Climate data for Chastreix, 1,385 m (4,544 ft) (1991−2020 normals)
| Month | Jan | Feb | Mar | Apr | May | Jun | Jul | Aug | Sep | Oct | Nov | Dec | Year |
| Mean daily maximum °C (°F) | 2.4 (36.3) | 2.2 (36.0) | 5.0 (41.0) | 8.1 (46.6) | 12.3 (54.1) | 16.0 (60.8) | 18.2 (64.8) | 18.3 (64.9) | 14.4 (57.9) | 10.8 (51.4) | 5.7 (42.3) | 3.5 (38.3) | 9.7 (49.5) |
| Daily mean °C (°F) | −0.3 (31.5) | −0.7 (30.7) | 1.9 (35.4) | 4.5 (40.1) | 8.4 (47.1) | 12.1 (53.8) | 14.1 (57.4) | 14.3 (57.7) | 10.8 (51.4) | 7.6 (45.7) | 3.0 (37.4) | 0.8 (33.4) | 6.4 (43.5) |
| Mean daily minimum °C (°F) | −3 (27) | −3.6 (25.5) | −1.2 (29.8) | 1.0 (33.8) | 4.6 (40.3) | 8.1 (46.6) | 9.9 (49.8) | 10.2 (50.4) | 7.1 (44.8) | 4.4 (39.9) | 0.2 (32.4) | −1.9 (28.6) | 3.0 (37.4) |
| Average precipitation mm (inches) | 122.5 (4.82) | 107.9 (4.25) | 112.6 (4.43) | 125.2 (4.93) | 154.3 (6.07) | 139.0 (5.47) | 123.5 (4.86) | 120.4 (4.74) | 141.1 (5.56) | 141.6 (5.57) | 165.9 (6.53) | 153.3 (6.04) | 1,607.3 (63.27) |
| Average precipitation days (≥ 1.0 mm) | 13.6 | 11.7 | 12.1 | 13.6 | 14.3 | 11.6 | 10.6 | 11.0 | 11.9 | 12.8 | 14.6 | 13.9 | 151.7 |
Source: Météo-France

==Lift system==

===Les Carrières 1 & 2===
Les Carrières 1 & 2 are a pair of green button lifts used primarily by beginners to access the two green runs, Les Carrières and Les Marmottes, that start from their top stations during the winter season. They were built by Gimar Montaz Mautino with a gap of 16 years between their respective constructions, with Les Carrières 1 being built first in 1969 and Les Carrières 2 being built afterwards in 1985. They both follow the same route with their pylons similarly spaced along the lines, and both have the motor placed at the bottom station, at an elevation of 1406m, and the tension applied at the top station, at an elevation of 1466m, with a vertical gain of 60m and a length of 402m.
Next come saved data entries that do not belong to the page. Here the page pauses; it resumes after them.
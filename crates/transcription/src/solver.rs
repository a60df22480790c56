//! Adapter between a [`ProblemSpec`] and any [`NlpSolver`] backend.

use std::fmt;
use std::time::Duration;

use descent_nlp::{
    CancelToken, NlpError, NlpProblem, NlpSolver, SolveOptions, SqpSolver, TerminationReason,
};
use log::{info, warn};
use serde::Serialize;
use thiserror::Error;

use crate::problem::ProblemSpec;

/// Normalized outcome of one solve.
#[derive(Debug, Clone, Copy, PartialEq, Eq, Serialize)]
#[serde(rename_all = "snake_case")]
pub enum SolverStatus {
    Solved,
    InfeasibleProblem,
    IterationLimitReached,
    NumericalFailure,
}

impl fmt::Display for SolverStatus {
    fn fmt(&self, f: &mut fmt::Formatter<'_>) -> fmt::Result {
        f.write_str(match self {
            SolverStatus::Solved => "solved",
            SolverStatus::InfeasibleProblem => "infeasible",
            SolverStatus::IterationLimitReached => "iteration limit reached",
            SolverStatus::NumericalFailure => "numerical failure",
        })
    }
}

/// Which limit stopped an [`SolverStatus::IterationLimitReached`] solve.
#[derive(Debug, Clone, Copy, PartialEq, Eq, Serialize)]
#[serde(rename_all = "snake_case")]
pub enum LimitKind {
    Iterations,
    WallClock,
    Cancelled,
}

/// Caller-facing solver settings.
#[derive(Debug, Clone)]
pub struct SolverOptions {
    pub max_iterations: usize,
    pub tolerance: f64,
    pub acceptable_tolerance: f64,
    pub time_limit: Option<Duration>,
    /// Iterations without progress on feasibility before the problem is declared infeasible.
    pub stall_iterations: usize,
    pub cancel: Option<CancelToken>,
}

impl Default for SolverOptions {
    fn default() -> Self {
        let nlp = SolveOptions::default();
        Self {
            max_iterations: nlp.max_iterations,
            tolerance: nlp.tolerance,
            acceptable_tolerance: nlp.acceptable_tolerance,
            time_limit: None,
            stall_iterations: nlp.stall_iterations,
            cancel: None,
        }
    }
}

impl SolverOptions {
    pub fn to_nlp(&self) -> SolveOptions {
        SolveOptions {
            max_iterations: self.max_iterations,
            tolerance: self.tolerance,
            acceptable_tolerance: self.acceptable_tolerance,
            time_limit: self.time_limit,
            stall_iterations: self.stall_iterations,
            cancel: self.cancel.clone(),
            ..SolveOptions::default()
        }
    }
}

#[derive(Debug, Error, PartialEq)]
pub enum SolverError {
    #[error(transparent)]
    Backend(#[from] NlpError),
    #[error("backend returned {actual} {what}, expected {expected}")]
    DimensionMismatch {
        what: &'static str,
        expected: usize,
        actual: usize,
    },
}

/// Raw result of a solve: the returned point plus its diagnostics, for every status.
#[derive(Debug, Clone)]
pub struct SolverResult {
    pub status: SolverStatus,
    pub limit: Option<LimitKind>,
    pub reason: TerminationReason,
    pub x: Vec<f64>,
    pub objective: f64,
    /// Row values at `x`.
    pub rows: Vec<f64>,
    pub max_violation: f64,
    pub iterations: usize,
    pub elapsed: Duration,
}

/// Maps a backend termination reason onto the four caller-visible outcomes.
pub fn classify(reason: TerminationReason) -> (SolverStatus, Option<LimitKind>) {
    match reason {
        TerminationReason::Converged | TerminationReason::ConvergedAcceptable => {
            (SolverStatus::Solved, None)
        }
        TerminationReason::LocallyInfeasible => (SolverStatus::InfeasibleProblem, None),
        TerminationReason::MaxIterations => (
            SolverStatus::IterationLimitReached,
            Some(LimitKind::Iterations),
        ),
        TerminationReason::TimeLimit => (
            SolverStatus::IterationLimitReached,
            Some(LimitKind::WallClock),
        ),
        TerminationReason::Cancelled => (
            SolverStatus::IterationLimitReached,
            Some(LimitKind::Cancelled),
        ),
        TerminationReason::NumericalBreakdown => (SolverStatus::NumericalFailure, None),
    }
}

#[derive(Debug, Clone, Default)]
pub struct SolverAdapter<S = SqpSolver> {
    backend: S,
}

impl SolverAdapter<SqpSolver> {
    pub fn new() -> Self {
        Self::default()
    }
}

impl<S: NlpSolver> SolverAdapter<S> {
    pub fn with_backend(backend: S) -> Self {
        Self { backend }
    }

    pub fn backend(&self) -> &S {
        &self.backend
    }

    pub fn solve(
        &self,
        spec: &ProblemSpec,
        options: &SolverOptions,
    ) -> Result<SolverResult, SolverError> {
        let outcome = self.backend.solve(spec, &options.to_nlp())?;
        let n = spec.num_variables();
        if outcome.x.len() != n {
            return Err(SolverError::DimensionMismatch {
                what: "variables",
                expected: n,
                actual: outcome.x.len(),
            });
        }
        let rows = spec.evaluate_rows(&outcome.x);
        let max_violation = spec
            .constraint_set()
            .violations(&outcome.x, &rows)
            .first()
            .map_or(0.0, |v| v.magnitude);
        let (status, limit) = classify(outcome.reason);
        match status {
            SolverStatus::Solved => info!(
                "solved in {} iterations ({:.3}s), objective {:.4}",
                outcome.iterations,
                outcome.elapsed.as_secs_f64(),
                outcome.objective
            ),
            _ => warn!(
                "solve stopped: {} after {} iterations, max violation {:.3e}",
                outcome.reason, outcome.iterations, max_violation
            ),
        }
        Ok(SolverResult {
            status,
            limit,
            reason: outcome.reason,
            objective: spec.objective(&outcome.x),
            x: outcome.x,
            rows,
            max_violation,
            iterations: outcome.iterations,
            elapsed: outcome.elapsed,
        })
    }
}
//! Powered-descent trajectory transcription.
//!
//! A [`TrajectoryProblem`] is validated and turned into a [`ProblemSpec`] by [`ProblemBuilder`]
//! (direct multiple shooting with RK4 defects), solved through a [`SolverAdapter`] and unpacked by
//! [`SolutionExtractor`]. [`plan_descent`] wires the whole pipeline for request-style callers.

pub mod constraints;
pub mod discretize;
pub mod guess;
pub mod layout;
pub mod objective;
pub mod problem;
pub mod request;
pub mod solution;
pub mod solver;
pub mod worker;

pub use facade::*;
pub use descent_dynamics as dynamics;
pub use descent_nlp as nlp;
pub use descent_vehicle as vehicle_model;

mod facade;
However their differences are that, due to the terrain, Les Carrières 2 has a slightly steeper maximum slope at 22% rather than the 20% of Les Carrières 1. In addition, with Les Carrières 2 being newer, it is faster. Les Carrières 2 has an operating speed of 3.6 m/s and a throughput of 900 people per hour, compared with the slower 3.5 m/s operating speed and 600 people per hour throughput of Les Carrières 1. Both the motors spin so that the passengers travel to the right of the pylons on their upwards journey.